Both at the same time.
And where did you find Aswin Reed, the new boy of the title cake?
Because obviously it is one of those films that if you get the wrong kid, it's not going
to work.
Oh look, talk about late night discussions with Warwick.
Four months out, he was saying, sis, I was calling and said,
if we don't find this boy,
we don't have a movie,
what are we going to do?
And we had an extraordinary casting director who also
cast another film that we co-produced,
which was called Shader.
And so great the casting directors,
their work has been recognized much more in the industry
because it's such an important role.
But he's a kiri-kara boy from the border of Western Australia and Northern territory,
so he was taken off country, never been on a film set before.

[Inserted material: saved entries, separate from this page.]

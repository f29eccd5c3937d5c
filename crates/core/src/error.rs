//! Error types shared by the vkframe crates.

use thiserror::Error;

/// Error type for configuration, logging and other host-side concerns.
#[derive(Error, Debug)]
pub enum Error {
    /// IO errors
    #[error("IO error: {0}")]
    Io(#[from] std::io::Error),

    /// A configuration value is out of range or inconsistent
    #[error("Config error: {0}")]
    Config(String),

    /// The configuration file is not valid TOML for [`crate::EngineConfig`]
    #[error("Config parse error: {0}")]
    ConfigParse(#[from] toml::de::Error),

    /// The tracing subscriber could not be installed
    #[error("Logging error: {0}")]
    Logging(String),
}

/// Result type alias using the core Error type.
pub type Result<T> = std::result::Result<T, Error>;
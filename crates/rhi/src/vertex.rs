//! Vertex input layouts.
//!
//! Pipelines take their vertex input state from a [`VertexLayout`], which is
//! hashable so it can take part in pipeline cache keys. [`StandardVertex`] is
//! the default layout used when the caller does not set one.

use std::mem::{offset_of, size_of};

use ash::vk;
use bytemuck::{Pod, Zeroable};
use glam::{Vec2, Vec3};

/// One vertex buffer binding.
#[derive(Clone, Copy, Debug, PartialEq, Eq, Hash)]
pub struct VertexBinding {
    pub binding: u32,
    pub stride: u32,
    pub input_rate: VertexInputRate,
}

/// Whether a binding advances per vertex or per instance.
#[derive(Clone, Copy, Debug, Default, PartialEq, Eq, Hash)]
pub enum VertexInputRate {
    #[default]
    Vertex,
    Instance,
}

/// One shader input attribute.
#[derive(Clone, Copy, Debug, PartialEq, Eq, Hash)]
pub struct VertexAttribute {
    pub location: u32,
    pub binding: u32,
    pub format: vk::Format,
    pub offset: u32,
}

/// Complete vertex input description for a graphics pipeline.
#[derive(Clone, Debug, Default, PartialEq, Eq, Hash)]
pub struct VertexLayout {
    pub bindings: Vec<VertexBinding>,
    pub attributes: Vec<VertexAttribute>,
}

impl VertexInputRate {
    pub fn to_vk(self) -> vk::VertexInputRate {
        match self {
            VertexInputRate::Vertex => vk::VertexInputRate::VERTEX,
            VertexInputRate::Instance => vk::VertexInputRate::INSTANCE,
        }
    }
}

impl VertexLayout {
    /// A layout with no vertex inputs, for shaders that generate vertices.
    pub fn empty() -> Self {
        Self::default()
    }

    /// Vulkan binding descriptions.
    pub fn vk_bindings(&self) -> Vec<vk::VertexInputBindingDescription> {
        self.bindings
            .iter()
            .map(|b| vk::VertexInputBindingDescription {
                binding: b.binding,
                stride: b.stride,
                input_rate: b.input_rate.to_vk(),
            })
            .collect()
    }

    /// Vulkan attribute descriptions.
    pub fn vk_attributes(&self) -> Vec<vk::VertexInputAttributeDescription> {
        self.attributes
            .iter()
            .map(|a| vk::VertexInputAttributeDescription {
                location: a.location,
                binding: a.binding,
                format: a.format,
                offset: a.offset,
            })
            .collect()
    }
}

/// Default vertex format: 2D position and RGB color.
///
/// - location 0: position (vec2, offset 0)
/// - location 1: color (vec3, offset 8)
#[repr(C)]
#[derive(Clone, Copy, Debug, Default, PartialEq, Pod, Zeroable)]
pub struct StandardVertex {
    pub position: Vec2,
    pub color: Vec3,
}

impl StandardVertex {
    #[inline]
    pub const fn new(position: Vec2, color: Vec3) -> Self {
        Self { position, color }
    }

    /// Layout matching this struct at binding 0.
    pub fn layout() -> VertexLayout {
        VertexLayout {
            bindings: vec![VertexBinding {
                binding: 0,
                stride: size_of::<Self>() as u32,
                input_rate: VertexInputRate::Vertex,
            }],
            attributes: vec![
                VertexAttribute {
                    location: 0,
                    binding: 0,
                    format: vk::Format::R32G32_SFLOAT,
                    offset: offset_of!(StandardVertex, position) as u32,
                },
                VertexAttribute {
                    location: 1,
                    binding: 0,
                    format: vk::Format::R32G32B32_SFLOAT,
                    offset: offset_of!(StandardVertex, color) as u32,
                },
            ],
        }
    }
}
//! The device seam used by the frame core.
//!
//! Every GPU call made by the command pool, the sync primitives, the state
//! cache and the frame orchestrator goes through [`GpuBackend`]. Components
//! receive an `Arc<dyn GpuBackend>` at construction instead of reaching for
//! a global device, which also lets tests substitute
//! [`MockBackend`](crate::mock::MockBackend).
//!
//! [`VulkanDevice`](crate::device::VulkanDevice) is the production
//! implementation.
//!
//! Methods prefixed with `cmd_` record into a command buffer that is in the
//! recording state; the caller is responsible for that, as with raw Vulkan.

use ash::vk;

use crate::error::RhiResult;
use crate::pipeline::{ComputePipelineDesc, GraphicsPipelineDesc};
use crate::rendering::{FramebufferDesc, RenderPassBegin, RenderPassDesc};

/// Queue a command pool allocates for and a submission targets.
#[derive(Clone, Copy, Debug, PartialEq, Eq, Hash)]
pub enum QueueKind {
    Graphics,
    Compute,
}

impl QueueKind {
    pub fn name(self) -> &'static str {
        match self {
            QueueKind::Graphics => "graphics",
            QueueKind::Compute => "compute",
        }
    }
}

/// One `vkQueueSubmit` batch.
///
/// `wait_semaphores` and `wait_stages` are parallel arrays.
#[derive(Clone, Copy, Debug, Default)]
pub struct SubmitBatch<'a> {
    pub command_buffers: &'a [vk::CommandBuffer],
    pub wait_semaphores: &'a [vk::Semaphore],
    pub wait_stages: &'a [vk::PipelineStageFlags],
    pub signal_semaphores: &'a [vk::Semaphore],
}

impl<'a> SubmitBatch<'a> {
    /// Batch with no semaphores.
    pub fn unsynchronized(command_buffers: &'a [vk::CommandBuffer]) -> Self {
        Self {
            command_buffers,
            ..Default::default()
        }
    }
}

/// Logical device operations needed by the frame execution core.
pub trait GpuBackend: Send + Sync {
    // Command pools and buffers

    fn create_command_pool(&self, queue: QueueKind) -> RhiResult<vk::CommandPool>;
    fn destroy_command_pool(&self, pool: vk::CommandPool);
    /// Allocates one primary command buffer.
    fn allocate_command_buffer(&self, pool: vk::CommandPool) -> RhiResult<vk::CommandBuffer>;
    /// Returns a command buffer to the initial state without releasing it.
    fn reset_command_buffer(&self, buffer: vk::CommandBuffer) -> RhiResult<()>;
    fn free_command_buffers(&self, pool: vk::CommandPool, buffers: &[vk::CommandBuffer]);
    /// Begins one-time-submit recording.
    fn begin_command_buffer(&self, buffer: vk::CommandBuffer) -> RhiResult<()>;
    fn end_command_buffer(&self, buffer: vk::CommandBuffer) -> RhiResult<()>;

    // Synchronization

    fn create_fence(&self, signaled: bool) -> RhiResult<vk::Fence>;
    fn destroy_fence(&self, fence: vk::Fence);
    /// Blocks until `fence` signals or `timeout_ns` elapses.
    ///
    /// A timeout is reported as `RhiError::Vulkan(vk::Result::TIMEOUT)`.
    fn wait_for_fence(&self, fence: vk::Fence, timeout_ns: u64) -> RhiResult<()>;
    fn reset_fence(&self, fence: vk::Fence) -> RhiResult<()>;
    fn create_semaphore(&self) -> RhiResult<vk::Semaphore>;
    fn destroy_semaphore(&self, semaphore: vk::Semaphore);

    // Queues and presentation

    /// Submits one batch; `fence` may be null.
    fn submit(
        &self,
        queue: QueueKind,
        batch: &SubmitBatch<'_>,
        fence: vk::Fence,
    ) -> RhiResult<()>;
    /// Returns the acquired image index and whether the swapchain is suboptimal.
    fn acquire_next_image(
        &self,
        swapchain: vk::SwapchainKHR,
        signal: vk::Semaphore,
        timeout_ns: u64,
    ) -> RhiResult<(u32, bool)>;
    /// Queues a present; returns true if the swapchain should be recreated.
    fn present(
        &self,
        swapchain: vk::SwapchainKHR,
        image_index: u32,
        wait: vk::Semaphore,
    ) -> RhiResult<bool>;
    fn queue_wait_idle(&self, queue: QueueKind) -> RhiResult<()>;
    fn wait_idle(&self) -> RhiResult<()>;

    // Cached objects

    /// Layout over `set_layouts` in set order, no push constants.
    fn create_pipeline_layout(
        &self,
        set_layouts: &[vk::DescriptorSetLayout],
    ) -> RhiResult<vk::PipelineLayout>;
    fn destroy_pipeline_layout(&self, layout: vk::PipelineLayout);
    fn create_render_pass(&self, desc: &RenderPassDesc) -> RhiResult<vk::RenderPass>;
    fn destroy_render_pass(&self, render_pass: vk::RenderPass);
    fn create_framebuffer(&self, desc: &FramebufferDesc) -> RhiResult<vk::Framebuffer>;
    fn destroy_framebuffer(&self, framebuffer: vk::Framebuffer);
    fn create_graphics_pipeline(&self, desc: &GraphicsPipelineDesc) -> RhiResult<vk::Pipeline>;
    fn create_compute_pipeline(&self, desc: &ComputePipelineDesc) -> RhiResult<vk::Pipeline>;
    fn destroy_pipeline(&self, pipeline: vk::Pipeline);

    // Recording

    fn cmd_begin_render_pass(&self, buffer: vk::CommandBuffer, begin: &RenderPassBegin);
    fn cmd_end_render_pass(&self, buffer: vk::CommandBuffer);
    fn cmd_bind_pipeline(
        &self,
        buffer: vk::CommandBuffer,
        bind_point: vk::PipelineBindPoint,
        pipeline: vk::Pipeline,
    );
    fn cmd_bind_descriptor_set(
        &self,
        buffer: vk::CommandBuffer,
        bind_point: vk::PipelineBindPoint,
        layout: vk::PipelineLayout,
        set_index: u32,
        set: vk::DescriptorSet,
    );
    fn cmd_set_viewport(&self, buffer: vk::CommandBuffer, viewport: &vk::Viewport);
    fn cmd_set_scissor(&self, buffer: vk::CommandBuffer, scissor: &vk::Rect2D);
    fn cmd_bind_vertex_buffer(
        &self,
        buffer: vk::CommandBuffer,
        vertex_buffer: vk::Buffer,
        offset: vk::DeviceSize,
    );
    fn cmd_bind_index_buffer(
        &self,
        buffer: vk::CommandBuffer,
        index_buffer: vk::Buffer,
        offset: vk::DeviceSize,
        index_type: vk::IndexType,
    );
    fn cmd_draw(
        &self,
        buffer: vk::CommandBuffer,
        vertex_count: u32,
        instance_count: u32,
        first_vertex: u32,
        first_instance: u32,
    );
    fn cmd_draw_indexed(
        &self,
        buffer: vk::CommandBuffer,
        index_count: u32,
        instance_count: u32,
        first_index: u32,
        vertex_offset: i32,
        first_instance: u32,
    );
    fn cmd_dispatch(&self, buffer: vk::CommandBuffer, x: u32, y: u32, z: u32);
    fn cmd_copy_buffer(
        &self,
        buffer: vk::CommandBuffer,
        src: vk::Buffer,
        dst: vk::Buffer,
        regions: &[vk::BufferCopy],
    );
}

And within 24 hours of being on that film set, he knew what a dolly grip was, he knew how to
hit his mark. I mean, he learned more in a week than I have learned in 30 years in the film industry.
His facility was extraordinary and his curiosity, he's an incredible mover.
But it was a massive responsibility to all of the boys. It always is when you work with children,
but these boys in particular. And it was, I can't tell you, I found it so heartwarming the way they supported one another because the physical
demands on Aswan were enormous. To watch him rise to that occasion, and also he just has this
incredible magnetic presence. Warwick sent me with great relief a video of him dancing in the red dust of central Australia.
And he said, we found him.
He said, shut the front door, we found him.
Fantastic.
Fantastic.
You mentioned at the beginning of the conversation, Kate, because we're told at the beginning
of the film about the Australian government policy to, quote, breed out the black.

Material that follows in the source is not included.